So when on Grandparents day at school, when Papa and Nana arrive...well, of course you now know the reason behind the title of this story.

And as they screamed out "Are you the Grandpa who was in Jail?!"

Our Papa just beamed and proudly admitted that yes, that was he.

Tuesday, January 20, 2009

It's Hard to Live without Hope


It was Tuesday evening, January 6th, 2009

My own little girls were on a scheduled visit with their father for a few hours and I was at my parents along with my sister eating tacos, all four of us together, at their "breakfast" table.

My Dad was feeling good, he was already on his second taco, I was filming him telling some of his favorite memories and his eyes were dancing in response to the joy he had for life, for us, for the memories he was sharing, for the time we were presently having...

The "C-word" was still looming, but the hope we had discovered that day had lifted enough for us to be able to breathe again a bit...it felt so good to have even just a glimmer of hope again...we could smile now, even laugh, really enjoy each other's presence.

Ironically hope actually had been found online, frantic googling for a glimmer of it was ultimately successful!   For just hours earlier I had stumbled upon this term we'd all never heard of before called Palliative Care.  

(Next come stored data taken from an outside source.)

// ---------------------------------------------------------------------------

impl BinAllocator {
    pub(crate) fn new(id: u64) -> Self {
        Self {
            bins: std::array::from_fn(|_| {
                Mutex::new(SizeBin {
                    partial_head: std::ptr::null_mut(),
                    warm_empty: 0,
                    total_allocated: 0,
                    current_allocated: 0,
                })
            }),
            id,
        }
    }

    /// Allocate one block of the given class. Returns the block base.
    pub(crate) fn alloc_block(
        &self,
        cells: &CellAllocator,
        class_idx: usize,
        tag: u8,
    ) -> Result<NonNull<u8>, VmError> {
        debug_assert!(class_idx < NUM_SIZE_BINS);

        if class_idx < HOT_BIN_COUNT {
            if let Some(block) = with_bin_cache(self.id, |c| c.pop(class_idx)) {
                check_free_poison(block.as_ptr(), SIZE_CLASSES[class_idx]);
                return Ok(block);
            }
            self.refill_cache(cells, class_idx, tag)?;
            if let Some(block) = with_bin_cache(self.id, |c| c.pop(class_idx)) {
                check_free_poison(block.as_ptr(), SIZE_CLASSES[class_idx]);
                return Ok(block);
            }
            return Err(out_of_blocks());
        }

        // Cold bin: straight to the lock.
        let mut guard = self.lock_bin(class_idx);
        let bin = &mut *guard;
        if let Some(block) = Self::pop_block_locked(bin, class_idx) {
            check_free_poison(block.as_ptr(), SIZE_CLASSES[class_idx]);
            return Ok(block);
        }

        let cell = cells.alloc_cell()?;
        // Safety: fresh cell, exclusively ours until it joins the list.
        unsafe { Self::init_cell_for_bin(bin, cell.as_ptr(), class_idx, tag) };
        let block = Self::pop_block_locked(bin, class_idx).ok_or_else(out_of_blocks)?;
        check_free_poison(block.as_ptr(), SIZE_CLASSES[class_idx]);
        Ok(block)
    }

    /// Free one block (block base, not a guard-offset user pointer).
    pub(crate) fn free_block(&self, cells: &CellAllocator, ptr: NonNull<u8>, class_idx: usize) {
        debug_assert!(class_idx < NUM_SIZE_BINS);

        // Poison everything past the link word before the block becomes
        // reachable again.
        #[cfg(debug_assertions)]
        // Safety: the block slot spans the class size and is ours now.
        unsafe {
            std::ptr::write_bytes(
                ptr.as_ptr().add(std::mem::size_of::<usize>()),
                POISON_BYTE,
                SIZE_CLASSES[class_idx] - std::mem::size_of::<usize>(),
            );
        }

        if class_idx < HOT_BIN_COUNT && with_bin_cache(self.id, |c| c.push(class_idx, ptr)) {
            return;
        }

        let mut guard = self.lock_bin(class_idx);
        // Safety: ptr is a block of a cell owned by this bin (caller routed
        // it by address + class byte).
        unsafe { Self::fold_block_locked(&mut guard, cells, ptr.as_ptr(), class_idx) };
    }

    /// Bulk-drain this thread's cache into `out` (hot classes only).
    pub(crate) fn drain_cache(&self, class_idx: usize, out: &mut [*mut u8]) -> usize {
        if class_idx >= HOT_BIN_COUNT {
            return 0;
        }
        with_bin_cache(self.id, |c| c.drain(class_idx, out))
    }

    /// Refill this thread's cache for a hot class up to the batch target.
    ///
    /// Errors only when not a single block could be produced.
    pub(crate) fn refill_cache(
        &self,
        cells: &CellAllocator,
        class_idx: usize,
        tag: u8,
    ) -> Result<(), VmError> {
        debug_assert!(class_idx < HOT_BIN_COUNT);

        with_bin_cache(self.id, |cache| {
            let want = (cache.lens[class_idx] + TLS_BIN_BATCH_REFILL).min(TLS_BIN_CACHE_CAPACITY);
            if cache.lens[class_idx] >= want {
                return Ok(());
            }

            let mut guard = self.lock_bin(class_idx);
            let bin = &mut *guard;

            while cache.lens[class_idx] < want {
                if let Some(block) = Self::pop_block_locked(bin, class_idx) {
                    let pushed = cache.push(class_idx, block);
                    debug_assert!(pushed);
                    continue;
                }

                // Partial cells exhausted: pull one fresh cell and keep
                // draining from it (it lands at the list head).
                match cells.alloc_cell() {
                    Ok(cell) => {
                        // Safety: fresh cell, exclusively ours.
                        unsafe {
                            Self::init_cell_for_bin(bin, cell.as_ptr(), class_idx, tag);
                        }
                    }
                    Err(e) => {
                        // Out of cells. Partial progress is fine; total
                        // failure is the caller's error.
                        if cache.lens[class_idx] == 0 {
                            return Err(e);
                        }
                        break;
                    }
                }
            }
            Ok(())
        })
    }

    /// Free a batch of same-class blocks: fill the TLS cache first, fold
    /// the spill under a single lock acquisition.
    ///
    /// # Safety
    /// Every pointer must be a block base of `class_idx` inside this
    /// context's cell region, none already free.
    pub(crate) unsafe fn free_blocks_bulk(
        &self,
        cells: &CellAllocator,
        blocks: &[*mut u8],
        class_idx: usize,
    ) {
        debug_assert!(class_idx < NUM_SIZE_BINS);
        let class_size = SIZE_CLASSES[class_idx];

        #[cfg(debug_assertions)]
        for &block in blocks {
            // Safety: per fn contract.
            unsafe {
                std::ptr::write_bytes(
                    block.add(std::mem::size_of::<usize>()),
                    POISON_BYTE,
                    class_size - std::mem::size_of::<usize>(),
                );
            }
        }
        #[cfg(not(debug_assertions))]
        let _ = class_size;

        let mut spill_from = 0;
        if class_idx < HOT_BIN_COUNT {
            spill_from = with_bin_cache(self.id, |cache| {
                let mut i = 0;
                while i < blocks.len() {
                    // Blocks come from the caller, never null.
                    let Some(ptr) = NonNull::new(blocks[i]) else {
                        i += 1;
                        continue;
                    };
                    if !cache.push(class_idx, ptr) {
                        break;
                    }
                    i += 1;
                }
                i
            });
        }

        if spill_from < blocks.len() {
            let mut guard = self.lock_bin(class_idx);
            for &block in &blocks[spill_from..] {
                if block.is_null() {
                    continue;
                }
                // Safety: per fn contract.
                unsafe { Self::fold_block_locked(&mut guard, cells, block, class_idx) };
            }
        }
    }

    /// Fold every block in this thread's bin caches back into its owning
    /// cell. Call before thread exit.
    pub(crate) fn flush_thread_caches(&self, cells: &CellAllocator) {
        for class_idx in 0..HOT_BIN_COUNT {
            let mut spill = [std::ptr::null_mut(); TLS_BIN_CACHE_CAPACITY];
            let n = with_bin_cache(self.id, |c| c.drain(class_idx, &mut spill));
            if n == 0 {
                continue;
            }
            let mut guard = self.lock_bin(class_idx);
            for &block in &spill[..n] {
                // Safety: each block came from this bin's cells via the
                // owning thread's cache.
                unsafe { Self::fold_block_locked(&mut guard, cells, block, class_idx) };
            }
        }
    }

    /// (cumulative, current) block counters for a bin.
    #[cfg(test)]
    pub(crate) fn bin_counters(&self, class_idx: usize) -> (u64, u64) {
        let guard = self.lock_bin(class_idx);
        (guard.total_allocated, guard.current_allocated)
    }

    /// Number of fully-free cells held warm by a bin.
    #[allow(dead_code)]
    pub(crate) fn warm_count(&self, class_idx: usize) -> usize {
        self.lock_bin(class_idx).warm_empty
    }

    fn lock_bin(&self, class_idx: usize) -> crate::sync::MutexGuard<'_, SizeBin> {
        self.bins[class_idx]
            .lock()
            .unwrap_or_else(std::sync::PoisonError::into_inner)
    }

    // -- Locked internals ---------------------------------------------------

    /// Take one block from the head partial cell. Maintains the warm
    /// counter and unlinks cells that go full.
    fn pop_block_locked(bin: &mut SizeBin, class_idx: usize) -> Option<NonNull<u8>> {
        let class_size = SIZE_CLASSES[class_idx];
        let capacity = blocks_per_cell(class_size) as u16;

        let header = bin.partial_head;
        if header.is_null() {
            return None;
        }

        // Safety: cells on the partial list are owned by this bin; the
        // lock serialises all header access.
        unsafe {
            let h = &mut *header;
            debug_assert_eq!(h.magic, CELL_MAGIC, "cell header magic clobbered");
            debug_assert_eq!(h.class as usize, class_idx);
            debug_assert!(h.free_count > 0, "full cell left on partial list");

            if h.free_count == capacity {
                // Was a warm empty; it now holds a live block.
                debug_assert!(bin.warm_empty > 0);
                bin.warm_empty -= 1;
            }

            let block = h.free_head;
            debug_assert!(!block.is_null());
            h.free_head = (*block.cast::<usize>()) as *mut u8;
            h.free_count -= 1;

            if h.free_count == 0 {
                // Cell is full: off the list until a block comes back.
                bin.partial_head = h.next_partial;
                h.next_partial = std::ptr::null_mut();
            }

            bin.total_allocated += 1;
            bin.current_allocated += 1;
            Some(NonNull::new_unchecked(block))
        }
    }

    /// Write a fresh bin-mode header and thread the block free-list in
    /// ascending address order, then prepend the cell to the partial list.
    ///
    /// # Safety
    /// `cell` must be a committed, cell-aligned region exclusively owned by
    /// the caller, and the bin lock must be held.
    unsafe fn init_cell_for_bin(bin: &mut SizeBin, cell: *mut u8, class_idx: usize, tag: u8) {
        let class_size = SIZE_CLASSES[class_idx];
        let capacity = blocks_per_cell(class_size);
        debug_assert!(capacity >= 1 && capacity <= u16::MAX as usize);

        // Safety: caller owns the cell.
        unsafe {
            let h = cell.cast::<CellHeader>();
            // Preserve the generation across re-initialisation when the
            // header looks intact; a recycled cell's count of lives.
            let generation = if (*h).magic == CELL_MAGIC {
                (*h).generation.wrapping_add(1)
            } else {
                0
            };

            let payload = cell.add(CELL_PAYLOAD_OFFSET);
            h.write(CellHeader {
                tag,
                class: class_idx as u8,
                free_count: capacity as u16,
                magic: CELL_MAGIC,
                next_partial: bin.partial_head,
                free_head: payload,
                generation,
                _reserved: 0,
            });

            for i in 0..capacity {
                let block = payload.add(i * class_size);
                let next = if i + 1 < capacity {
                    payload.add((i + 1) * class_size) as usize
                } else {
                    0
                };
                block.cast::<usize>().write(next);
                // Seed the poison window so the alloc-time check holds for
                // never-freed blocks too.
                #[cfg(debug_assertions)]
                std::ptr::write_bytes(
                    block.add(std::mem::size_of::<usize>()),
                    POISON_BYTE,
                    std::mem::size_of::<usize>(),
                );
            }

            bin.partial_head = h;
            // A fresh cell enters the list fully free.
            bin.warm_empty += 1;
        }
    }

    /// Fold a block back into its owning cell, applying the warm-reserve
    /// policy and the full/partial list transitions.
    ///
    /// # Safety
    /// `block` must be a block base inside a bin-mode cell of this bin, not
    /// currently on any free list, and the bin lock must be held.
    unsafe fn fold_block_locked(
        bin: &mut SizeBin,
        cells: &CellAllocator,
        block: *mut u8,
        class_idx: usize,
    ) {
        let class_size = SIZE_CLASSES[class_idx];
        let capacity = blocks_per_cell(class_size) as u16;
        let header = header_of(block);

        // Safety: per fn contract; lock held.
        unsafe {
            let h = &mut *header;
            debug_assert_eq!(h.magic, CELL_MAGIC, "cell header magic clobbered");
            debug_assert_eq!(
                h.class as usize, class_idx,
                "block freed into the wrong bin"
            );
            debug_assert!(h.free_count < capacity, "double free of sub-cell block");

            let was_full = h.free_count == 0;

            block.cast::<usize>().write(h.free_head as usize);
            h.free_head = block;
            h.free_count += 1;
            bin.current_allocated = bin.current_allocated.saturating_sub(1);

            if h.free_count == capacity {
                // Cell is now empty: keep it warm or hand it back.
                if bin.warm_empty < WARM_CELLS_PER_BIN {
                    bin.warm_empty += 1;
                    if was_full {
                        // capacity == 1: never made it onto the list.
                        h.next_partial = bin.partial_head;
                        bin.partial_head = h;
                    }
                } else {
                    if was_full {
                        // Straight from full to empty, never listed.
                    } else {
                        Self::unlink_cell(bin, header);
                    }
                    cells.free_cell(NonNull::new_unchecked(header.cast::<u8>()));
                }
            } else if was_full {
                // Full -> partial: back onto the list.
                h.next_partial = bin.partial_head;
                bin.partial_head = h;
            }
        }
    }

    /// Remove a cell from the partial list (linear scan from the head).
    fn unlink_cell(bin: &mut SizeBin, header: *mut CellHeader) {
        if bin.partial_head == header {
            // Safety: header is on the list, lock held.
            unsafe {
                bin.partial_head = (*header).next_partial;
                (*header).next_partial = std::ptr::null_mut();
            }
            return;
        }
        let mut cur = bin.partial_head;
        // Safety: list nodes are live bin-owned cells; lock held.
        unsafe {
            while !cur.is_null() {
                if (*cur).next_partial == header {
                    (*cur).next_partial = (*header).next_partial;
                    (*header).next_partial = std::ptr::null_mut();
                    return;
                }
                cur = (*cur).next_partial;
            }
        }
        debug_assert!(false, "unlink_cell: cell not found on partial list");
    }
}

As it turned out, platelets were NOT THE ONLY thing that could be done for my Dad!  There were other options, clearer directions, definite comfort for his pain, even potential treatments available for the man who supposedly had none.  

Palliative Care had given us some hope back that day, the mere knowledge of it alone provided such an immeasurable gift of healing to our pain laden hopeless hearts.

My Dad died five days later, but those all too brief moments of hope, I will always cherish.  

I carry them in my heart today and even now, just over a week since he moved to Heaven, they are somewhat able to soothe the intense pain of losing him.  

If I could live forever in only one moment, it was that one...the moment we found hope again...it's so hard to live without hope...

Please contact your local elected officials today and urge them to increase Palliative Care Awareness via the most effective manner possible.

If You Don't Respect Life, How Are You Able To Save It?

God created life so that it would be cherished, respected and treated with divine care.

Would you feel comfortable going to a Physician who purposely withheld VITAL resources regarding your LIFE?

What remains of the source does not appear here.